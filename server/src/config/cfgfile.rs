/*
 * This file is part of meshreg.
 *
 * This program is free software: you can redistribute it and/or modify
 * it under the terms of the GNU Affero General Public License as published by
 * the Free Software Foundation, either version 3 of the License, or
 * (at your option) any later version.
 *
 * This program is distributed in the hope that it will be useful,
 * but WITHOUT ANY WARRANTY; without even the implied warranty of
 * MERCHANTABILITY or FITNESS FOR A PARTICULAR PURPOSE. See the
 * GNU Affero General Public License for more details.
 *
 * You should have received a copy of the GNU Affero General Public License
 * along with this program. If not, see <https://www.gnu.org/licenses/>.
 *
*/

//! YAML object representation for `--config`, mirrored field-for-field
//! onto [`super::Configset`] by [`from_file`].

use serde::Deserialize;
use std::net::IpAddr;

#[derive(Deserialize, Debug, PartialEq)]
pub struct Config {
    pub(super) server: ConfigKeyServer,
    pub(super) sync: Option<ConfigKeySync>,
}

#[derive(Deserialize, Debug, PartialEq)]
pub struct ConfigKeyServer {
    pub(super) host: IpAddr,
    pub(super) port: u16,
    pub(super) maxcon: Option<usize>,
}

#[derive(Deserialize, Debug, PartialEq)]
pub struct ConfigKeySync {
    /// Seconds between reconnect attempts
    pub(super) reconnect_interval: Option<u64>,
    pub(super) send_queue_limit: Option<usize>,
    pub(super) echo_ring_capacity: Option<usize>,
    pub(super) protocol_version: Option<u16>,
}

pub(super) fn from_file(cfg: Config) -> super::Configset {
    let mut cset = super::Configset::new_file();
    cset.server_tcp(
        Some(cfg.server.host),
        "server.host",
        Some(cfg.server.port),
        "server.port",
    );
    cset.server_maxcon(cfg.server.maxcon, "server.maxcon");
    let sync = cfg.sync.unwrap_or(ConfigKeySync {
        reconnect_interval: None,
        send_queue_limit: None,
        echo_ring_capacity: None,
        protocol_version: None,
    });
    cset.sync_settings(
        sync.reconnect_interval,
        "sync.reconnect_interval",
        sync.send_queue_limit,
        "sync.send_queue_limit",
        sync.echo_ring_capacity,
        "sync.echo_ring_capacity",
        sync.protocol_version,
        "sync.protocol_version",
    );
    cset
}
/*
 * This file is part of meshreg.
 *
 * This program is free software: you can redistribute it and/or modify
 * it under the terms of the GNU Affero General Public License as published by
 * the Free Software Foundation, either version 3 of the License, or
 * (at your option) any later version.
 *
 * This program is distributed in the hope that it will be useful,
 * but WITHOUT ANY WARRANTY; without even the implied warranty of
 * MERCHANTABILITY or FITNESS FOR A PARTICULAR PURPOSE. See the
 * GNU Affero General Public License for more details.
 *
 * You should have received a copy of the GNU Affero General Public License
 * along with this program. If not, see <https://www.gnu.org/licenses/>.
 *
*/

//! The wire codec: one line per record, `key` or `key=value` pairs
//! separated by spaces, terminated by `\n`. Anything that isn't a plain
//! printable ASCII byte gets escaped so a line always round-trips
//! through `encode`/`decode` intact.

use std::borrow::Cow;
use std::fmt::Write as _;

const TERMINATOR: u8 = b'\n';

/// Escape a single field so it can't be mistaken for a separator,
/// terminator, or control byte when the line is re-split.
pub fn escape(field: &str) -> Cow<'_, str> {
    if field.bytes().all(|b| matches!(b, 0x21..=0x7e) && b != b'\\' && b != b'=' ) {
        return Cow::Borrowed(field);
    }
    let mut out = String::with_capacity(field.len());
    for b in field.bytes() {
        match b {
            b'\\' => out.push_str("\\\\"),
            b' ' => out.push_str("\\_"),
            b'=' => out.push_str("\\="),
            b'\n' => out.push_str("\\n"),
            b'\r' => out.push_str("\\r"),
            0x00 => out.push_str("\\0"),
            0x01..=0x1f | 0x7f..=0xff => {
                let _ = write!(out, "\\x{b:02x}");
            }
            _ => out.push(b as char),
        }
    }
    Cow::Owned(out)
}

/// Reverse [`escape`]: decode `\\`, `\_`, `\=`, `\n`, `\r`, `\0`, and
/// `\xHH` sequences back to their literal bytes.
pub fn unescape(field: &str) -> String {
    let bytes = field.as_bytes();
    let mut out = Vec::with_capacity(bytes.len());
    let mut i = 0;
    while i < bytes.len() {
        if bytes[i] == b'\\' && i + 1 < bytes.len() {
            match bytes[i + 1] {
                b'\\' => {
                    out.push(b'\\');
                    i += 2;
                }
                b'_' => {
                    out.push(b' ');
                    i += 2;
                }
                b'=' => {
                    out.push(b'=');
                    i += 2;
                }
                b'n' => {
                    out.push(b'\n');
                    i += 2;
                }
                b'r' => {
                    out.push(b'\r');
                    i += 2;
                }
                b'0' => {
                    out.push(0x00);
                    i += 2;
                }
                b'x' if i + 3 < bytes.len() => {
                    if let Ok(v) = u8::from_str_radix(&field[i + 2..i + 4], 16) {
                        out.push(v);
                        i += 4;
                    } else {
                        out.push(bytes[i]);
                        i += 1;
                    }
                }
                _ => {
                    out.push(bytes[i]);
                    i += 1;
                }
            }
        } else {
            out.push(bytes[i]);
            i += 1;
        }
    }
    String::from_utf8_lossy(&out).into_owned()
}

/// One `key` or `key=value` field, in the order it appeared on the
/// line.
#[derive(Debug, Clone, PartialEq, Eq)]
pub struct Field {
    pub key: String,
    pub value: Option<String>,
}

/// A decoded line: insertion-ordered fields. Duplicate keys are kept —
/// [`Record::get`] resolves them first-wins, matching the order they
/// were written.
#[derive(Debug, Clone, Default, PartialEq, Eq)]
pub struct Record {
    pub fields: Vec<Field>,
}

impl Record {
    pub fn new() -> Self {
        Self::default()
    }

    pub fn push(&mut self, key: impl Into<String>, value: Option<String>) -> &mut Self {
        self.fields.push(Field {
            key: key.into(),
            value,
        });
        self
    }

    pub fn with(mut self, key: impl Into<String>, value: impl Into<String>) -> Self {
        self.push(key, Some(value.into()));
        self
    }

    pub fn with_flag(mut self, key: impl Into<String>) -> Self {
        self.push(key, None);
        self
    }

    /// The value of the first field with this key, if any.
    pub fn get(&self, key: &str) -> Option<&str> {
        self.fields
            .iter()
            .find(|f| f.key == key)
            .and_then(|f| f.value.as_deref())
    }

    pub fn has_flag(&self, key: &str) -> bool {
        self.fields.iter().any(|f| f.key == key)
    }

    /// Encode as one terminated line: `key=value` pairs (or bare `key`
    /// for a flag), space-separated, each field escaped.
    pub fn encode(&self) -> Vec<u8> {
        let mut out = String::new();
        for (i, field) in self.fields.iter().enumerate() {
            if i > 0 {
                out.push(' ');
            }
            out.push_str(&escape(&field.key));
            if let Some(v) = &field.value {
                out.push('=');
                out.push_str(&escape(v));
            }
        }
        let mut bytes = out.into_bytes();
        bytes.push(TERMINATOR);
        bytes
    }

    /// Decode one line (without its terminator) into a [`Record`].
    pub fn decode(line: &str) -> Self {
        let mut record = Record::new();
        if line.is_empty() {
            return record;
        }
        for token in split_unescaped(line, b' ') {
            if token.is_empty() {
                continue;
            }
            match split_first_unescaped(&token, b'=') {
                Some((k, v)) => {
                    record.push(unescape(&k), Some(unescape(&v)));
                }
                None => {
                    record.push(unescape(&token), None);
                }
            }
        }
        record
    }
}

/// Split `s` on unescaped occurrences of `sep` (a `\` before `sep`
/// protects it).
fn split_unescaped(s: &str, sep: u8) -> Vec<String> {
    let bytes = s.as_bytes();
    let mut out = Vec::new();
    let mut start = 0;
    let mut i = 0;
    while i < bytes.len() {
        if bytes[i] == b'\\' {
            i += 2;
            continue;
        }
        if bytes[i] == sep {
            out.push(s[start..i].to_string());
            start = i + 1;
            i += 1;
            continue;
        }
        i += 1;
    }
    out.push(s[start..].to_string());
    out
}

/// Split `s` on the first unescaped occurrence of `sep`, if any.
fn split_first_unescaped(s: &str, sep: u8) -> Option<(String, String)> {
    let bytes = s.as_bytes();
    let mut i = 0;
    while i < bytes.len() {
        if bytes[i] == b'\\' {
            i += 2;
            continue;
        }
        if bytes[i] == sep {
            return Some((s[..i].to_string(), s[i + 1..].to_string()));
        }
        i += 1;
    }
    None
}

/// Read one terminated line's worth of bytes out of `buf`, draining
/// them, or `None` if no terminator has arrived yet.
pub fn take_line(buf: &mut Vec<u8>) -> Option<Vec<u8>> {
    let idx = buf.iter().position(|&b| b == TERMINATOR)?;
    let line: Vec<u8> = buf.drain(..=idx).collect();
    Some(line[..line.len() - 1].to_vec())
}

#[cfg(test)]
mod tests {
    use super::*;

    #[test]
    fn escape_table_covers_reserved_bytes() {
        assert_eq!(escape("a b"), "a\\_b");
        assert_eq!(escape("k=v"), "k\\=v");
        assert_eq!(escape("back\\slash"), "back\\\\slash");
        assert_eq!(escape("line\nbreak"), "line\\nbreak");
        assert_eq!(escape("cr\rreturn"), "cr\\rreturn");
        assert_eq!(escape("nul\0byte"), "nul\\0byte");
    }

    #[test]
    fn escape_unescape_round_trips() {
        for s in ["plain", "with space", "k=v", "back\\slash", "line\nbreak\r\0end", "\x01\x02"] {
            let escaped = escape(s);
            let back = unescape(&escaped);
            assert_eq!(back, s);
        }
    }

    #[test]
    fn record_encode_decode_round_trips() {
        let record = Record::new()
            .with("key", "val ue")
            .with_flag("flag")
            .with("k2", "a=b");
        let encoded = record.encode();
        assert!(encoded.ends_with(b"\n"));
        let line = std::str::from_utf8(&encoded[..encoded.len() - 1]).unwrap();
        let decoded = Record::decode(line);
        assert_eq!(decoded, record);
    }

    #[test]
    fn duplicate_keys_preserve_order_and_first_wins_lookup() {
        let record = Record::new().with("k", "first").with("k", "second");
        assert_eq!(record.get("k"), Some("first"));
        assert_eq!(record.fields.len(), 2);
        assert_eq!(record.fields[1].value.as_deref(), Some("second"));
    }

    #[test]
    fn take_line_drains_exactly_one_terminated_line() {
        let mut buf = b"sync id=1\nver=2\n".to_vec();
        let first = take_line(&mut buf).unwrap();
        assert_eq!(first, b"sync id=1");
        assert_eq!(buf, b"ver=2\n");
        let second = take_line(&mut buf).unwrap();
        assert_eq!(second, b"ver=2");
        assert!(buf.is_empty());
    }

    #[test]
    fn take_line_returns_none_without_a_terminator() {
        let mut buf = b"partial".to_vec();
        assert!(take_line(&mut buf).is_none());
    }
}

§ §

*Directions*.
Among the lines of the material, find those holding the word "Clone" and return them.

*Answer section*.
#[derive(Debug, Clone, PartialEq, Eq)]
#[derive(Debug, Clone, Default, PartialEq, Eq)]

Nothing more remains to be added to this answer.